Ninguém se dispõe a ouvir ao acaso. Quando se ouve, convoca-se a voz, cria-se aquele que diz. Mais ainda quando a voz chega em fragmentos, quase agramaticali- dades. Por exemplo – mas não é um exemplo ao acaso, o exemplo não existe, é um de-propósito, uma audição criadora – por exemplo: ouvir Parménides. Mas para que deveríamos, por que ousaríamos ouvir esse balbucio quase ininteligível, certamente intraduzível? Intraduzível pois, como diz Barbara Cassin (1998: 9), a tradução do Poema de Parménides é inacabável: a sua escuta é infinita, convocando sempre a reescrita. Ouvir é reescrever. Heidegger, que definiu a ideia de apelo, de chamamento, conhece essa inevitabilidade – mas lamenta-a:

“todo o pensamento tardio que tenta estabelecer um diálogo com o pensamento antigo não pode senão ouvir o silêncio do pensamento antigo do próprio lugar onde ele mora e trazê-lo assim até um dizer. Certamente assim não se pode evitar que o pensamento antigo seja integrado num falar recente” (1954: 287-288)

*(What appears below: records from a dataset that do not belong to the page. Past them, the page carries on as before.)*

//! Request metrics middleware and the `/metrics` snapshot.
//!
//! The metrics table lives behind its own mutex and is only touched by this
//! middleware and the `/metrics` handler; write paths never see it.

use axum::{extract::Request, middleware::Next, response::Response};
use chrono::{DateTime, Utc};
use recall_core::env_int;
use regex::Regex;
use serde::Serialize;
use serde_json::{Value, json};
use std::collections::{HashMap, VecDeque};
use std::sync::LazyLock;
use std::sync::atomic::{AtomicI64, Ordering};
use std::time::Instant;

static NUMERIC_SEGMENT: LazyLock<Regex> =
    LazyLock::new(|| Regex::new(r"/[0-9]+(/|$)").unwrap());
static HEX_SEGMENT: LazyLock<Regex> =
    LazyLock::new(|| Regex::new(r"(?i)/[0-9a-f]{8,}(/|$)").unwrap());

/// Collapse ids out of paths so each route gets one bucket.
pub fn normalize_metrics_path(path: &str) -> String {
    let normalized = NUMERIC_SEGMENT.replace_all(path, "/{id}$1");
    HEX_SEGMENT.replace_all(&normalized, "/{id}$1").to_string()
}

#[derive(Debug)]
struct RouteBucket {
    count: u64,
    error_count: u64,
    total_latency_ms: f64,
    max_latency_ms: f64,
    last_status_code: u16,
    latency_samples_ms: VecDeque<f64>,
}

#[derive(Debug, Clone, Serialize)]
pub struct TrendSample {
    pub timestamp: DateTime<Utc>,
    pub total_memories: usize,
}

pub struct RequestMetrics {
    started_at: Instant,
    active: AtomicI64,
    latency_samples: usize,
    trend_samples: usize,
    routes: parking_lot::Mutex<HashMap<String, RouteBucket>>,
    trend: parking_lot::Mutex<VecDeque<TrendSample>>,
}

impl RequestMetrics {
    pub fn from_env() -> Self {
        Self::new(
            env_int("METRICS_LATENCY_SAMPLES", 200, 20) as usize,
            env_int("METRICS_TREND_SAMPLES", 120, 5) as usize,
        )
    }

    pub fn new(latency_samples: usize, trend_samples: usize) -> Self {
        Self {
            started_at: Instant::now(),
            active: AtomicI64::new(0),
            latency_samples,
            trend_samples,
            routes: parking_lot::Mutex::new(HashMap::new()),
            trend: parking_lot::Mutex::new(VecDeque::new()),
        }
    }

    pub fn uptime_sec(&self) -> u64 {
        self.started_at.elapsed().as_secs()
    }

    pub fn active_requests(&self) -> u64 {
        self.active.load(Ordering::Relaxed).max(0) as u64
    }

    pub fn record(&self, route_key: &str, latency_ms: f64, status_code: u16) {
        let mut routes = self.routes.lock();
        let bucket = routes
            .entry(route_key.to_string())
            .or_insert_with(|| RouteBucket {
                count: 0,
                error_count: 0,
                total_latency_ms: 0.0,
                max_latency_ms: 0.0,
                last_status_code: 0,
                latency_samples_ms: VecDeque::new(),
            });
        bucket.count += 1;
        if status_code >= 400 {
            bucket.error_count += 1;
        }
        bucket.total_latency_ms += latency_ms;
        bucket.max_latency_ms = bucket.max_latency_ms.max(latency_ms);
        bucket.last_status_code = status_code;
        if bucket.latency_samples_ms.len() >= self.latency_samples {
            bucket.latency_samples_ms.pop_front();
        }
        bucket.latency_samples_ms.push_back(latency_ms);
    }

    pub fn record_memory_sample(&self, total_memories: usize) {
        let mut trend = self.trend.lock();
        if trend.len() >= self.trend_samples {
            trend.pop_front();
        }
        trend.push_back(TrendSample {
            timestamp: Utc::now(),
            total_memories,
        });
    }

    pub fn trend_snapshot(&self) -> Value {
        let samples: Vec<TrendSample> = self.trend.lock().iter().cloned().collect();
        let delta = match (samples.first(), samples.last()) {
            (Some(first), Some(last)) if samples.len() >= 2 => {
                last.total_memories as i64 - first.total_memories as i64
            }
            _ => 0,
        };
        json!({
            "window_size": self.trend_samples,
            "delta": delta,
            "samples": samples,
        })
    }

    pub fn requests_snapshot(&self) -> (Value, Value) {
        let routes = self.routes.lock();
        let mut total_count = 0u64;
        let mut total_errors = 0u64;
        let mut routes_payload = serde_json::Map::new();
        for (route_key, bucket) in routes.iter() {
            total_count += bucket.count;
            total_errors += bucket.error_count;
            let mut samples: Vec<f64> = bucket.latency_samples_ms.iter().copied().collect();
            samples.sort_by(f64::total_cmp);
            let p95 = percentile(&samples, 95.0);
            let avg = if bucket.count > 0 {
                bucket.total_latency_ms / bucket.count as f64
            } else {
                0.0
            };
            routes_payload.insert(
                route_key.clone(),
                json!({
                    "count": bucket.count,
                    "error_count": bucket.error_count,
                    "error_rate_pct": rate_pct(bucket.error_count, bucket.count),
                    "avg_latency_ms": round2(avg),
                    "p95_latency_ms": round2(p95),
                    "max_latency_ms": round2(bucket.max_latency_ms),
                    "last_status_code": bucket.last_status_code,
                }),
            );
        }
        let requests = json!({
            "total_count": total_count,
            "error_count": total_errors,
            "error_rate_pct": rate_pct(total_errors, total_count),
            "active_http_requests": self.active_requests(),
        });
        (requests, Value::Object(routes_payload))
    }
}

fn percentile(sorted: &[f64], pct: f64) -> f64 {
    if sorted.is_empty() {
        return 0.0;
    }
    let rank = ((pct / 100.0) * sorted.len() as f64).ceil() as usize;
    sorted[rank.saturating_sub(1).min(sorted.len() - 1)]
}

fn rate_pct(errors: u64, count: u64) -> f64 {
    if count == 0 {
        return 0.0;
    }
    round2(errors as f64 / count as f64 * 100.0)
}

fn round2(value: f64) -> f64 {
    (value * 100.0).round() / 100.0
}

/// Axum middleware: maintain the active-request gauge and per-route latency
/// buckets.
pub async fn track_requests(
    axum::extract::State(state): axum::extract::State<crate::state::AppState>,
    request: Request,
    next: Next,
) -> Response {
    let metrics = state.metrics.clone();
    let route_key = format!(
        "{} {}",
        request.method(),
        normalize_metrics_path(request.uri().path())
    );
    let start = Instant::now();
    metrics.active.fetch_add(1, Ordering::Relaxed);
    let response = next.run(request).await;
    metrics.active.fetch_sub(1, Ordering::Relaxed);
    let latency_ms = start.elapsed().as_secs_f64() * 1000.0;
    metrics.record(&route_key, latency_ms, response.status().as_u16());
    response
}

Aquém do tom disfórico, da denúncia do discurso híbrido, da vontade (quão paradoxal e desmentida em Heidegger, que faz todos os autores antigos falarem heide- ggerianamente) de ouvir a voz grega na sua pureza irredutível, devemos perguntar-nos, por dúvida metódica: não como ouvir Parménides – mas simplesmente: para quê ouvir Parménides? Que nos pode dar o seu Poema, os seus fragmentos, que o presente não nos dá ou, para escrever com as palavras de Heidegger, que o presente esqueceu? Como preservar, nessa audição, a fidelidade e o diálogo? Mas acaso há que ser fiel?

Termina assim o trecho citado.